Cuando Ismael “El Mayo” Zambada confesó en un tribunal de Estados Unidos su papel en la corrupción mexicana, ocurrió algo peculiar: la historia se partió en dos. De un lado, el relato estadounidense, solemne y judicial, con cifras millonarias, nombres codificados y un veredicto que entra a los archivos de su sistema legal. Del otro, el relato mexicano: mediático, político, envuelto en declaraciones defensivas, con silencios estratégicos y una indignación que parece de rutina.

Podría decirse que son dos teatros montados en paralelo. En Washington, el Mayo es exhibido como trofeo, prueba del alcance del Estado de derecho norteamericano. En Ciudad de México, el Mayo se convierte en excusa para señalar culpables difusos o para deslindarse con frases como “eso pasó antes de mi gobierno”. Allá se habla en términos de sentencia; aquí en términos de coyuntura.

En Estados Unidos, la confesión se presenta como victoria. Los fiscales enfatizan los 15 mil millones de dólares que el capo aceptó entregar, y con ello refuerzan la narrativa de que el crimen organizado puede ser debilitado por la vía financiera. Para la política interna norteamericana, sirve como munición electoral: prueba de que su justicia trasciende fronteras y de que son ellos —y no nosotros— quienes logran arrancar verdades a los capos históricos.

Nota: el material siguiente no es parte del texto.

//! Race scenarios for deterministic simulation.
//!
//! Each scenario is a set of routes plus scripted runners. The runner
//! module drives them through a `RaceEngine` and checks the outcome.

use crate::oracle::{ScriptedRunner, Waypoint};
use nalgebra::Vector3;
use raceline_core::{OrientedBox, Route, RouteFlags, TriggerTag};
use std::f64::consts::FRAC_PI_2;

/// Scenario identifiers
#[derive(Debug, Clone, Copy, PartialEq, Eq, Hash)]
pub enum ScenarioId {
    /// Two runners on a start/checkpoint/finish sprint with a turn
    Sprint,

    /// A fail volume overlapping the finish
    FailOverlap,

    /// Laps through a single loop gate
    LoopLaps,

    /// Finish reached without passing the required checkpoint
    SkippedCheckpoint,

    /// One runner mounts mid-race on a no-mount route
    Mounted,

    /// A burst of route edits collapses into one save
    DebounceBurst,
}

impl ScenarioId {
    /// Returns a list of all scenarios.
    pub fn all() -> Vec<ScenarioId> {
        vec![
            ScenarioId::Sprint,
            ScenarioId::FailOverlap,
            ScenarioId::LoopLaps,
            ScenarioId::SkippedCheckpoint,
            ScenarioId::Mounted,
            ScenarioId::DebounceBurst,
        ]
    }

    /// Returns the scenario name.
    pub fn name(&self) -> &'static str {
        match self {
            ScenarioId::Sprint => "sprint",
            ScenarioId::FailOverlap => "fail_overlap",
            ScenarioId::LoopLaps => "loop_laps",
            ScenarioId::SkippedCheckpoint => "skipped_checkpoint",
            ScenarioId::Mounted => "mounted",
            ScenarioId::DebounceBurst => "debounce_burst",
        }
    }

    /// Returns a description of the scenario.
    pub fn description(&self) -> &'static str {
        match self {
            ScenarioId::Sprint => "Two runners, one checkpoint, rotated finish gate; fastest record wins",
            ScenarioId::FailOverlap => "Fail volume on top of the finish: the fail wins, no record",
            ScenarioId::LoopLaps => "Circuit through one loop gate: one record per completed lap",
            ScenarioId::SkippedCheckpoint => "Checkpoint bypassed on a strict route: finish refused",
            ScenarioId::Mounted => "Mounting mid-race fails the rider; the walker still finishes",
            ScenarioId::DebounceBurst => "25 rapid route edits persist as a single write",
        }
    }

    /// Simulated seconds needed for every runner to finish its course.
    pub fn default_duration_secs(&self) -> f64 {
        match self {
            ScenarioId::LoopLaps => 45.0,
            _ => 22.0,
        }
    }

    /// Build the routes and runners for this scenario.
    pub fn plan(&self) -> ScenarioPlan {
        match self {
            ScenarioId::Sprint => sprint_plan(),
            ScenarioId::FailOverlap => fail_overlap_plan(),
            ScenarioId::LoopLaps => loop_laps_plan(),
            ScenarioId::SkippedCheckpoint => skipped_checkpoint_plan(),
            ScenarioId::Mounted => mounted_plan(),
            ScenarioId::DebounceBurst => debounce_burst_plan(),
        }
    }
}

impl std::fmt::Display for ScenarioId {
    fn fmt(&self, f: &mut std::fmt::Formatter<'_>) -> std::fmt::Result {
        write!(f, "{}", self.name())
    }
}

impl std::str::FromStr for ScenarioId {
    type Err = String;

    fn from_str(s: &str) -> Result<Self, Self::Err> {
        match s.to_lowercase().as_str() {
            "sprint" => Ok(ScenarioId::Sprint),
            "fail_overlap" | "failoverlap" => Ok(ScenarioId::FailOverlap),
            "loop_laps" | "looplaps" | "loop" => Ok(ScenarioId::LoopLaps),
            "skipped_checkpoint" | "skippedcheckpoint" => Ok(ScenarioId::SkippedCheckpoint),
            "mounted" => Ok(ScenarioId::Mounted),
            "debounce_burst" | "debounceburst" => Ok(ScenarioId::DebounceBurst),
            _ => Err(format!("Unknown scenario: {}", s)),
        }
    }
}

/// Routes, runners and scripted interventions for one run.
pub struct ScenarioPlan {
    pub routes: Vec<Route>,
    pub runners: Vec<ScriptedRunner>,

    /// Ticks on which the world snapshot is unavailable
    pub blackout_ticks: Vec<u64>,

    /// Rename the first route this many times on the given tick
    pub rename_burst: Option<(u64, usize)>,
}

impl ScenarioPlan {
    fn new(routes: Vec<Route>, runners: Vec<ScriptedRunner>) -> Self {
        Self {
            routes,
            runners,
            blackout_ticks: Vec::new(),
            rename_burst: None,
        }
    }
}

// ============================================================================
// COURSES
// ============================================================================

/// Thin gate across the x axis; `yaw` turns it about Y.
fn gate(x: f64, z: f64, yaw: f64) -> OrientedBox {
    OrientedBox::new(
        Vector3::new(x, 1.0, z),
        Vector3::new(1.0, 2.0, 4.0),
        Vector3::new(yaw, 0.0, 0.0),
    )
}

/// Start at x=0, checkpoint at x=60, then a right-angle turn to a finish
/// gate at z=50 that faces the new direction.
fn harbor_sprint() -> Route {
    let mut route = Route::new("Harbor Sprint", "Harbor");
    let triggers = [
        (TriggerTag::Start, gate(0.0, 0.0, 0.0)),
        (TriggerTag::Checkpoint, gate(60.0, 0.0, 0.0)),
        (TriggerTag::Finish, gate(80.0, 50.0, FRAC_PI_2)),
    ];
    for (tag, volume) in triggers {
        // A fresh route has no start yet, so this cannot collide
        let _ = route.add_trigger(tag, volume);
    }
    route
}

fn harbor_course() -> Vec<Waypoint> {
    vec![
        Waypoint::at(-5.0, 0.0, 0.0),
        Waypoint::at(80.0, 0.0, 0.0),
        Waypoint::at(80.0, 0.0, 60.0),
    ]
}

/// Start at x=0, checkpoint at x=50, finish at x=100, all on one line.
fn straight_route(name: &str, flags: RouteFlags) -> Route {
    let mut route = Route::new(name, "Plaza");
    route.set_flags(flags);
    let triggers = [
        (TriggerTag::Start, gate(0.0, 0.0, 0.0)),
        (TriggerTag::Checkpoint, gate(50.0, 0.0, 0.0)),
        (TriggerTag::Finish, gate(100.0, 0.0, 0.0)),
    ];
    for (tag, volume) in triggers {
        let _ = route.add_trigger(tag, volume);
    }
    route
}

fn sprint_plan() -> ScenarioPlan {
    let mut plan = ScenarioPlan::new(
        vec![harbor_sprint()],
        vec![
            ScriptedRunner::new(1, "Swift", 12.0, harbor_course()),
            ScriptedRunner::new(2, "Steady", 8.0, harbor_course()),
        ],
    );
    // A loading hitch mid-race must not break either run
    plan.blackout_ticks = vec![120, 121];
    plan
}

fn fail_overlap_plan() -> ScenarioPlan {
    let mut route = harbor_sprint();
    let _ = route.add_trigger(TriggerTag::Fail, gate(80.0, 50.0, FRAC_PI_2));
    ScenarioPlan::new(
        vec![route],
        vec![ScriptedRunner::new(1, "Swift", 12.0, harbor_course())],
    )
}

/// A 40 x 40 square circuit whose bottom edge crosses the loop gate at x=0.
pub const LOOP_LAP_LENGTH: f64 = 160.0;
pub const LOOP_SPEED: f64 = 16.0;

fn loop_laps_plan() -> ScenarioPlan {
    let mut route = Route::new("Dockside Circuit", "Harbor");
    let _ = route.add_trigger(TriggerTag::Loop, gate(0.0, 0.0, 0.0));

    let circuit = vec![
        Waypoint::at(20.0, 0.0, 0.0),
        Waypoint::at(20.0, 0.0, 40.0),
        Waypoint::at(-20.0, 0.0, 40.0),
        Waypoint::at(-20.0, 0.0, 0.0),
    ];
    ScenarioPlan::new(
        vec![route],
        vec![ScriptedRunner::new(1, "Lapper", LOOP_SPEED, circuit).looped()],
    )
}

fn skipped_checkpoint_plan() -> ScenarioPlan {
    let route = straight_route(
        "Strict Line",
        RouteFlags {
            all_checkpoints_required: true,
            ..Default::default()
        },
    );
    // Swings wide around the checkpoint at x=50
    let detour = vec![
        Waypoint::at(-5.0, 0.0, 0.0),
        Waypoint::at(30.0, 0.0, 0.0),
        Waypoint::at(50.0, 0.0, 20.0),
        Waypoint::at(70.0, 0.0, 0.0),
        Waypoint::at(105.0, 0.0, 0.0),
    ];
    ScenarioPlan::new(
        vec![route],
        vec![ScriptedRunner::new(1, "Cutter", 10.0, detour)],
    )
}

fn mounted_plan() -> ScenarioPlan {
    let route = straight_route(
        "Foot Race",
        RouteFlags {
            mount_allowed: false,
            ..Default::default()
        },
    );
    let rider = vec![
        Waypoint::at(-5.0, 0.0, 0.0),
        Waypoint::at(30.0, 0.0, 0.0),
        Waypoint::at(105.0, 0.0, 0.0).mounted(),
    ];
    let walker = vec![Waypoint::at(-5.0, 0.0, 0.0), Waypoint::at(105.0, 0.0, 0.0)];
    ScenarioPlan::new(
        vec![route],
        vec![
            ScriptedRunner::new(1, "Rider", 10.0, rider),
            ScriptedRunner::new(2, "Walker", 8.0, walker),
        ],
    )
}

fn debounce_burst_plan() -> ScenarioPlan {
    let mut plan = ScenarioPlan::new(
        vec![straight_route("Editable", RouteFlags::default())],
        vec![ScriptedRunner::new(
            1,
            "Editor",
            10.0,
            vec![Waypoint::at(-5.0, 0.0, 0.0), Waypoint::at(105.0, 0.0, 0.0)],
        )],
    );
    plan.rename_burst = Some((30, 25));
    plan
}
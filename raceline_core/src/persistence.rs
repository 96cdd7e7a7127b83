//! Write-coalescing persistence queue.
//!
//! All storage access goes through one consumer task that drains work in
//! small batches under a storage lock, so the tick loop never waits on I/O.
//!
//! # Write paths
//!
//! - [`PersistenceQueue::submit`]: queued, applied in submission order
//! - [`PersistenceQueue::debounced_write`]: per-key quiet window; only the
//!   last submission in a burst runs, and every waiter in the burst gets
//!   its outcome
//!
//! Both paths take the same storage lock, so they never interleave.

use crate::error::PersistError;
use crate::storage::RaceStorage;
use std::collections::HashMap;
use std::future::Future;
use std::panic::{catch_unwind, AssertUnwindSafe};
use std::pin::Pin;
use std::sync::atomic::{AtomicUsize, Ordering};
use std::sync::{Arc, PoisonError};
use std::task::{Context, Poll};
use std::time::Duration;
use tokio::sync::{mpsc, oneshot, watch, Mutex};
use tokio::task::JoinHandle;
use tracing::{debug, info, warn};

/// Tuning for the persistence queue.
#[derive(Debug, Clone)]
pub struct QueueConfig {
    /// Items applied per lock acquisition (default: 5)
    pub batch_size: usize,

    /// Consumer sleep when the queue is empty (default: 50ms)
    pub poll_interval: Duration,

    /// Quiet window for debounced writes (default: 1s)
    pub debounce_delay: Duration,
}

impl Default for QueueConfig {
    fn default() -> Self {
        Self {
            batch_size: 5,
            poll_interval: Duration::from_millis(50),
            debounce_delay: Duration::from_millis(1000),
        }
    }
}

type Job<S> = Box<dyn FnOnce(&mut S) + Send>;
type Work<S> = Box<dyn FnOnce(&mut S) -> Result<(), PersistError> + Send>;

/// Completion handle for one unit of work.
///
/// Resolves to the work's result, or `QueueClosed` if the queue shut down
/// before the work ran.
#[derive(Debug)]
pub struct WorkHandle<T> {
    rx: oneshot::Receiver<Result<T, PersistError>>,
}

impl<T> WorkHandle<T> {
    fn resolved(result: Result<T, PersistError>) -> Self {
        let (tx, rx) = oneshot::channel();
        let _ = tx.send(result);
        Self { rx }
    }

    /// Take the result if the work has completed, without waiting.
    pub fn try_take(&mut self) -> Option<Result<T, PersistError>> {
        match self.rx.try_recv() {
            Ok(result) => Some(result),
            Err(oneshot::error::TryRecvError::Empty) => None,
            Err(oneshot::error::TryRecvError::Closed) => Some(Err(PersistError::QueueClosed)),
        }
    }
}

impl<T> Future for WorkHandle<T> {
    type Output = Result<T, PersistError>;

    fn poll(mut self: Pin<&mut Self>, cx: &mut Context<'_>) -> Poll<Self::Output> {
        Pin::new(&mut self.rx)
            .poll(cx)
            .map(|received| received.unwrap_or(Err(PersistError::QueueClosed)))
    }
}

struct DebounceSlot {
    generation: u64,
    waiters: Vec<oneshot::Sender<Result<(), PersistError>>>,
}

type DebounceMap = Arc<std::sync::Mutex<HashMap<String, DebounceSlot>>>;

/// Single-consumer persistence queue over a storage backend.
pub struct PersistenceQueue<S: RaceStorage> {
    config: QueueConfig,
    jobs: mpsc::UnboundedSender<Job<S>>,
    storage: Arc<Mutex<S>>,
    debounce: DebounceMap,
    pending: Arc<AtomicUsize>,
    shutdown: watch::Sender<bool>,
    consumer: std::sync::Mutex<Option<JoinHandle<()>>>,
}

impl<S: RaceStorage> PersistenceQueue<S> {
    /// Create the queue and start its consumer. Must run inside a Tokio runtime.
    pub fn new(storage: S, config: QueueConfig) -> Self {
        let (jobs, rx) = mpsc::unbounded_channel();
        let (shutdown, shutdown_rx) = watch::channel(false);
        let storage = Arc::new(Mutex::new(storage));
        let pending = Arc::new(AtomicUsize::new(0));

        let consumer = tokio::spawn(run_consumer(
            rx,
            storage.clone(),
            shutdown_rx,
            config.batch_size.max(1),
            config.poll_interval,
            pending.clone(),
        ));

        Self {
            config,
            jobs,
            storage,
            debounce: Arc::new(std::sync::Mutex::new(HashMap::new())),
            pending,
            shutdown,
            consumer: std::sync::Mutex::new(Some(consumer)),
        }
    }

    pub fn is_closed(&self) -> bool {
        *self.shutdown.borrow()
    }

    /// Queued items not yet applied.
    pub fn pending(&self) -> usize {
        self.pending.load(Ordering::SeqCst)
    }

    /// Keys with a debounce window still open.
    pub fn pending_debounced(&self) -> usize {
        self.debounce
            .lock()
            .unwrap_or_else(PoisonError::into_inner)
            .len()
    }

    /// Queue a unit of work. Never blocks.
    pub fn submit<T, F>(&self, work: F) -> WorkHandle<T>
    where
        T: Send + 'static,
        F: FnOnce(&mut S) -> Result<T, PersistError> + Send + 'static,
    {
        if self.is_closed() {
            return WorkHandle::resolved(Err(PersistError::QueueClosed));
        }

        let (tx, rx) = oneshot::channel();
        let job: Job<S> = Box::new(move |storage: &mut S| {
            let _ = tx.send(run_guarded(storage, work));
        });

        self.pending.fetch_add(1, Ordering::SeqCst);
        if self.jobs.send(job).is_err() {
            // Dropping the job drops its sender; the handle sees QueueClosed
            self.pending.fetch_sub(1, Ordering::SeqCst);
        }
        WorkHandle { rx }
    }

    /// Coalesce rapid writes to the same key.
    ///
    /// Each call restarts the key's quiet window. When the window elapses
    /// without another call, the latest work runs and every handle issued
    /// during the burst resolves with its result.
    pub fn debounced_write<F>(&self, key: impl Into<String>, work: F) -> WorkHandle<()>
    where
        F: FnOnce(&mut S) -> Result<(), PersistError> + Send + 'static,
    {
        if self.is_closed() {
            return WorkHandle::resolved(Err(PersistError::QueueClosed));
        }

        let key = key.into();
        let (tx, rx) = oneshot::channel();
        let generation = {
            let mut slots = self.debounce.lock().unwrap_or_else(PoisonError::into_inner);
            let slot = slots.entry(key.clone()).or_insert_with(|| DebounceSlot {
                generation: 0,
                waiters: Vec::new(),
            });
            slot.generation += 1;
            slot.waiters.push(tx);
            slot.generation
        };

        let work: Work<S> = Box::new(work);
        tokio::spawn(run_debounced(
            key,
            generation,
            work,
            self.debounce.clone(),
            self.storage.clone(),
            self.shutdown.subscribe(),
            self.config.debounce_delay,
        ));

        WorkHandle { rx }
    }

    /// Stop the consumer and every debounce timer.
    ///
    /// A batch already being applied finishes; queued work and open
    /// debounce windows resolve with `QueueClosed`.
    pub async fn shutdown(&self) {
        if self.shutdown.send_replace(true) {
            return;
        }
        let consumer = self
            .consumer
            .lock()
            .unwrap_or_else(PoisonError::into_inner)
            .take();
        if let Some(handle) = consumer {
            if let Err(e) = handle.await {
                warn!("Persistence consumer ended abnormally: {}", e);
            }
        }
        info!("Persistence queue shut down");
    }
}

/// Run one unit of work, capturing a panic as an error.
fn run_guarded<S, T, F>(storage: &mut S, work: F) -> Result<T, PersistError>
where
    F: FnOnce(&mut S) -> Result<T, PersistError>,
{
    catch_unwind(AssertUnwindSafe(|| work(storage))).unwrap_or_else(|payload| {
        let message = payload
            .downcast_ref::<&str>()
            .map(|s| s.to_string())
            .or_else(|| payload.downcast_ref::<String>().cloned())
            .unwrap_or_else(|| "unknown panic".to_string());
        Err(PersistError::Panicked(message))
    })
}

async fn run_consumer<S: RaceStorage>(
    mut rx: mpsc::UnboundedReceiver<Job<S>>,
    storage: Arc<Mutex<S>>,
    mut shutdown: watch::Receiver<bool>,
    batch_size: usize,
    poll_interval: Duration,
    pending: Arc<AtomicUsize>,
) {
    debug!(batch_size, "Persistence consumer started");

    loop {
        if *shutdown.borrow() {
            break;
        }

        let mut batch = Vec::with_capacity(batch_size);
        let mut disconnected = false;
        while batch.len() < batch_size {
            match rx.try_recv() {
                Ok(job) => batch.push(job),
                Err(mpsc::error::TryRecvError::Empty) => break,
                Err(mpsc::error::TryRecvError::Disconnected) => {
                    disconnected = true;
                    break;
                }
            }
        }

        if batch.is_empty() {
            if disconnected {
                break;
            }
            tokio::select! {
                _ = tokio::time::sleep(poll_interval) => {}
                _ = shutdown.changed() => {}
            }
            continue;
        }

        let mut guard = storage.lock().await;
        for job in batch {
            job(&mut *guard);
            pending.fetch_sub(1, Ordering::SeqCst);
        }
    }

    rx.close();
    let mut dropped = 0;
    while rx.try_recv().is_ok() {
        pending.fetch_sub(1, Ordering::SeqCst);
        dropped += 1;
    }
    if dropped > 0 {
        warn!(dropped, "Persistence queue closed with work outstanding");
    }
}

async fn run_debounced<S: RaceStorage>(
    key: String,
    generation: u64,
    work: Work<S>,
    slots: DebounceMap,
    storage: Arc<Mutex<S>>,
    mut shutdown: watch::Receiver<bool>,
    delay: Duration,
) {
    let elapsed = tokio::select! {
        _ = tokio::time::sleep(delay) => true,
        _ = shutdown.changed() => false,
    };
    let cancelled = !elapsed || *shutdown.borrow();

    let waiters = {
        let mut map = slots.lock().unwrap_or_else(PoisonError::into_inner);
        match map.get(&key) {
            Some(slot) if slot.generation == generation => {
                map.remove(&key).map(|slot| slot.waiters).unwrap_or_default()
            }
            // Superseded by a later submission
            _ => return,
        }
    };

    let outcome = if cancelled {
        Err(PersistError::QueueClosed)
    } else {
        let mut guard = storage.lock().await;
        run_guarded(&mut *guard, work)
    };

    debug!(key = %key, coalesced = waiters.len(), ok = outcome.is_ok(), "Debounced write applied");
    for waiter in waiters {
        let _ = waiter.send(outcome.clone());
    }
}

#[cfg(test)]
mod tests {
    use super::*;
    use crate::storage::MemoryStorage;

    fn queue() -> PersistenceQueue<MemoryStorage> {
        PersistenceQueue::new(MemoryStorage::new(), QueueConfig::default())
    }

    #[tokio::test]
    async fn test_submit_returns_result() {
        let q = queue();
        let handle = q.submit(|s: &mut MemoryStorage| Ok(s.writes() + 41));
        assert_eq!(handle.await, Ok(41));
    }

    #[tokio::test]
    async fn test_failure_is_isolated_per_item() {
        let q = queue();
        let ok_before = q.submit(|_: &mut MemoryStorage| Ok(1));
        let failing = q.submit(|_: &mut MemoryStorage| -> Result<u32, PersistError> {
            Err(PersistError::Storage("disk full".into()))
        });
        let panicking = q.submit(|_: &mut MemoryStorage| -> Result<u32, PersistError> {
            panic!("boom")
        });
        let ok_after = q.submit(|_: &mut MemoryStorage| Ok(2));

        assert_eq!(ok_before.await, Ok(1));
        assert_eq!(failing.await, Err(PersistError::Storage("disk full".into())));
        assert_eq!(panicking.await, Err(PersistError::Panicked("boom".into())));
        assert_eq!(ok_after.await, Ok(2));
    }

    #[tokio::test]
    async fn test_applies_in_submission_order() {
        let q = queue();
        let handles: Vec<_> = (0..12)
            .map(|i| {
                q.submit(move |s: &mut MemoryStorage| {
                    let route = crate::route::Route::new(format!("r{}", i), "");
                    s.insert_or_update_route(&route.to_document())?;
                    Ok(s.writes())
                })
            })
            .collect();

        let mut seen = Vec::new();
        for h in handles {
            seen.push(h.await.unwrap());
        }
        assert_eq!(seen, (1..=12).collect::<Vec<_>>());
        assert_eq!(q.pending(), 0);
    }

    #[tokio::test(start_paused = true)]
    async fn test_debounce_burst_applies_last_write_once() {
        let q = queue();
        let mut handles = Vec::new();

        for i in 0..10u32 {
            handles.push(q.debounced_write("route-a", move |s: &mut MemoryStorage| {
                let route = crate::route::Route::with_id(
                    crate::ids::RouteId::from_seed(1),
                    format!("v{}", i),
                    "",
                );
                s.insert_or_update_route(&route.to_document())
            }));
            tokio::time::sleep(Duration::from_millis(100)).await;
        }

        for h in handles {
            assert_eq!(h.await, Ok(()));
        }

        let check = q.submit(|s: &mut MemoryStorage| {
            let name = s
                .route(crate::ids::RouteId::from_seed(1))
                .map(|r| r.name.clone());
            Ok((s.writes(), name))
        });
        assert_eq!(check.await, Ok((1, Some("v9".to_string()))));
    }

    #[tokio::test(start_paused = true)]
    async fn test_debounce_keys_are_independent() {
        let q = queue();
        let a = q.debounced_write("a", |_: &mut MemoryStorage| Ok(()));
        let b = q.debounced_write("b", |_: &mut MemoryStorage| {
            Err(PersistError::Storage("b failed".into()))
        });

        assert_eq!(a.await, Ok(()));
        assert!(b.await.is_err());
        assert_eq!(q.pending_debounced(), 0);
    }

    #[tokio::test(flavor = "multi_thread", worker_threads = 2)]
    async fn test_shutdown_lets_running_batch_finish() {
        let q = Arc::new(queue());
        let (started_tx, started_rx) = oneshot::channel();
        let (release_tx, release_rx) = std::sync::mpsc::channel::<()>();

        let running = q.submit(move |s: &mut MemoryStorage| {
            let _ = started_tx.send(());
            let _ = release_rx.recv();
            let route = crate::route::Route::new("held", "");
            s.insert_or_update_route(&route.to_document())?;
            Ok(s.writes())
        });
        started_rx.await.unwrap();
        let queued = q.submit(|s: &mut MemoryStorage| Ok(s.writes()));

        let closing = tokio::spawn({
            let q = q.clone();
            async move { q.shutdown().await }
        });
        while !q.is_closed() {
            tokio::task::yield_now().await;
        }
        release_tx.send(()).unwrap();
        closing.await.unwrap();

        assert_eq!(running.await, Ok(1));
        assert_eq!(queued.await, Err(PersistError::QueueClosed));
        assert_eq!(q.pending(), 0);
    }

    #[tokio::test(start_paused = true)]
    async fn test_shutdown_cancels_debounce_and_rejects_new_work() {
        let q = queue();
        let waiting = q.debounced_write("k", |_: &mut MemoryStorage| Ok(()));

        q.shutdown().await;

        assert_eq!(waiting.await, Err(PersistError::QueueClosed));
        let late = q.submit(|_: &mut MemoryStorage| Ok(()));
        assert_eq!(late.await, Err(PersistError::QueueClosed));
        assert!(q.is_closed());
    }
}
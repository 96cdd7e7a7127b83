//! Race events and the per-route event bus.

use crate::ids::{RouteId, TriggerId};
use crate::record::RecordHandle;
use raceline_env::ActorId;
use std::collections::HashMap;
use tokio::sync::broadcast;

/// Why a race ended without a record.
#[derive(Debug, Clone, Copy, PartialEq, Eq)]
pub enum FailReason {
    /// Entered a Fail trigger
    FailTrigger(TriggerId),
    /// Mounted on a route that disallows mounts
    Mounted,
    /// Re-entered the Start trigger mid-race
    Restarted,
}

/// Something that happened on a route during a tick.
///
/// Each fires at most once per transition.
#[derive(Debug, Clone)]
pub enum RaceEvent {
    Started {
        route: RouteId,
        actor: ActorId,
    },
    Checkpoint {
        route: RouteId,
        actor: ActorId,
        trigger: TriggerId,
        /// Zero-based count of checkpoints passed before this one
        index: usize,
        offset_ms: u64,
    },
    Finished {
        route: RouteId,
        actor: ActorId,
        record: RecordHandle,
    },
    Failed {
        route: RouteId,
        actor: ActorId,
        reason: FailReason,
    },
    /// Diagnostic for the acting actor (rejected start, missed checkpoints)
    Notice {
        route: RouteId,
        actor: ActorId,
        message: String,
    },
}

impl RaceEvent {
    pub fn route(&self) -> RouteId {
        match self {
            RaceEvent::Started { route, .. }
            | RaceEvent::Checkpoint { route, .. }
            | RaceEvent::Finished { route, .. }
            | RaceEvent::Failed { route, .. }
            | RaceEvent::Notice { route, .. } => *route,
        }
    }

    pub fn actor(&self) -> ActorId {
        match self {
            RaceEvent::Started { actor, .. }
            | RaceEvent::Checkpoint { actor, .. }
            | RaceEvent::Finished { actor, .. }
            | RaceEvent::Failed { actor, .. }
            | RaceEvent::Notice { actor, .. } => *actor,
        }
    }

    /// Short label for logs and exports.
    pub fn label(&self) -> &'static str {
        match self {
            RaceEvent::Started { .. } => "started",
            RaceEvent::Checkpoint { .. } => "checkpoint",
            RaceEvent::Finished { .. } => "finished",
            RaceEvent::Failed { .. } => "failed",
            RaceEvent::Notice { .. } => "notice",
        }
    }
}

/// Typed event channels keyed by route.
///
/// Subscribers hold a `broadcast::Receiver`; dropping it unsubscribes.
/// Clearing the bus (zone change) closes every channel.
#[derive(Debug)]
pub struct EventBus {
    capacity: usize,
    channels: HashMap<RouteId, broadcast::Sender<RaceEvent>>,
}

impl EventBus {
    pub fn new(capacity: usize) -> Self {
        Self {
            capacity: capacity.max(1),
            channels: HashMap::new(),
        }
    }

    /// The sending side for a route, creating the channel on first use.
    pub fn sender(&mut self, route: RouteId) -> broadcast::Sender<RaceEvent> {
        self.channels
            .entry(route)
            .or_insert_with(|| broadcast::channel(self.capacity).0)
            .clone()
    }

    pub fn subscribe(&mut self, route: RouteId) -> broadcast::Receiver<RaceEvent> {
        self.sender(route).subscribe()
    }

    /// Deliver an event to its route's subscribers.
    ///
    /// Returns the number of receivers reached; zero when nobody listens.
    pub fn publish(&self, event: RaceEvent) -> usize {
        self.channels
            .get(&event.route())
            .and_then(|tx| tx.send(event).ok())
            .unwrap_or(0)
    }

    pub fn remove(&mut self, route: RouteId) {
        self.channels.remove(&route);
    }

    pub fn clear(&mut self) {
        self.channels.clear();
    }

    pub fn len(&self) -> usize {
        self.channels.len()
    }

    pub fn is_empty(&self) -> bool {
        self.channels.is_empty()
    }
}

#[cfg(test)]
mod tests {
    use super::*;

    #[tokio::test]
    async fn test_events_reach_only_their_route() {
        let mut bus = EventBus::new(16);
        let (a, b) = (RouteId::from_seed(1), RouteId::from_seed(2));
        let mut rx_a = bus.subscribe(a);
        let mut rx_b = bus.subscribe(b);
        let actor = ActorId::from_seed(7);

        assert_eq!(bus.publish(RaceEvent::Started { route: a, actor }), 1);

        let got = rx_a.recv().await.unwrap();
        assert_eq!(got.route(), a);
        assert_eq!(got.label(), "started");
        assert!(rx_b.try_recv().is_err());
    }

    #[test]
    fn test_publish_without_channel_is_noop() {
        let bus = EventBus::new(4);
        let sent = bus.publish(RaceEvent::Started {
            route: RouteId::new(),
            actor: ActorId::new(),
        });
        assert_eq!(sent, 0);
    }

    #[tokio::test]
    async fn test_clear_closes_channels() {
        let mut bus = EventBus::new(4);
        let route = RouteId::new();
        let mut rx = bus.subscribe(route);

        bus.clear();

        assert!(matches!(
            rx.recv().await,
            Err(broadcast::error::RecvError::Closed)
        ));
    }
}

En México, en cambio, el caso genera una sensación de resignación amarga. La noticia confirma lo que todo ciudadano sospechaba: que la corrupción no es excepción, sino engranaje. Lo dramático es que la verdad salió a la luz fuera de nuestras instituciones. Aquí, lo que debió ser una investigación propia se convirtió en espectáculo importado. No es justicia hecha en casa: es justicia subarrendada.

El contraste revela más que diferencias judiciales: habla de dos maneras de procesar la memoria. Allá, el expediente del Mayo quedará archivado como una victoria legal; aquí, su nombre seguirá flotando en el aire como símbolo de impunidad. Allá se cierran capítulos; aquí apenas se abren heridas.

Lo preocupante es que el país corre el riesgo de quedarse atrapado en el papel de público, mirando cómo se cuentan nuestras tragedias en otro escenario. Si reducimos la confesión a un chisme político, perderemos la oportunidad de exigir lo obvio: que el sistema de justicia mexicano investigue con el mismo rigor.

Porque mientras en Estados Unidos se habla de un capo caído, en México se habla de un sistema que sigue de pie… pero carcomido por dentro. Y esa es la diferencia que más debería dolernos.